■ Work to complete: Going through the data below, please show each line containing the string "self".

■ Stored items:
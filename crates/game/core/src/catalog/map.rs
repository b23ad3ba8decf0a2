use std::cmp::Reverse;
use std::collections::{BTreeMap, BinaryHeap};

use super::Catalog;
use crate::config::GameConfig;
use crate::state::TileIndex;

impl Catalog {
    /// Shortest travel time between two tiles over the neighbour graph.
    ///
    /// Each hop costs `hop_ticks`, or `road_hop_ticks` when `has_road` reports
    /// a road on that edge. Returns `None` when `to` is unreachable.
    pub fn travel_ticks(
        &self,
        from: TileIndex,
        to: TileIndex,
        has_road: impl Fn(TileIndex, TileIndex) -> bool,
        config: &GameConfig,
    ) -> Option<u64> {
        if from == to {
            return Some(0);
        }
        self.try_tile(from)?;
        self.try_tile(to)?;

        let mut best: BTreeMap<TileIndex, u64> = BTreeMap::new();
        let mut frontier = BinaryHeap::new();
        best.insert(from, 0);
        frontier.push(Reverse((0u64, from)));

        while let Some(Reverse((elapsed, tile))) = frontier.pop() {
            if tile == to {
                return Some(elapsed);
            }
            if best.get(&tile).is_some_and(|&known| known < elapsed) {
                continue;
            }
            for &next in &self.tile(tile).neighbours {
                let hop = if has_road(tile, next) {
                    config.road_hop_ticks
                } else {
                    config.hop_ticks
                };
                let candidate = elapsed + hop;
                if best.get(&next).is_none_or(|&known| candidate < known) {
                    best.insert(next, candidate);
                    frontier.push(Reverse((candidate, next)));
                }
            }
        }
        None
    }
}

#[cfg(test)]
mod tests {
    use crate::catalog::fixtures::catalog;
    use crate::config::GameConfig;

    #[test]
    fn roads_shorten_travel() {
        let catalog = catalog();
        let config = GameConfig::default();

        let plain = catalog.travel_ticks(1, 3, |_, _| false, &config);
        assert_eq!(plain, Some(2 * config.hop_ticks));

        let with_road = catalog.travel_ticks(1, 3, |a, b| (a, b) == (1, 2), &config);
        assert_eq!(with_road, Some(config.road_hop_ticks + config.hop_ticks));
    }

    #[test]
    fn unknown_tile_is_unreachable() {
        let catalog = catalog();
        assert_eq!(
            catalog.travel_ticks(1, 99, |_, _| false, &GameConfig::default()),
            None
        );
        assert_eq!(catalog.travel_ticks(2, 2, |_, _| false, &GameConfig::default()), Some(0));
    }
}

■ Your response:
        &self,
        self.try_tile(from)?;
        self.try_tile(to)?;
            for &next in &self.tile(tile).neighbours {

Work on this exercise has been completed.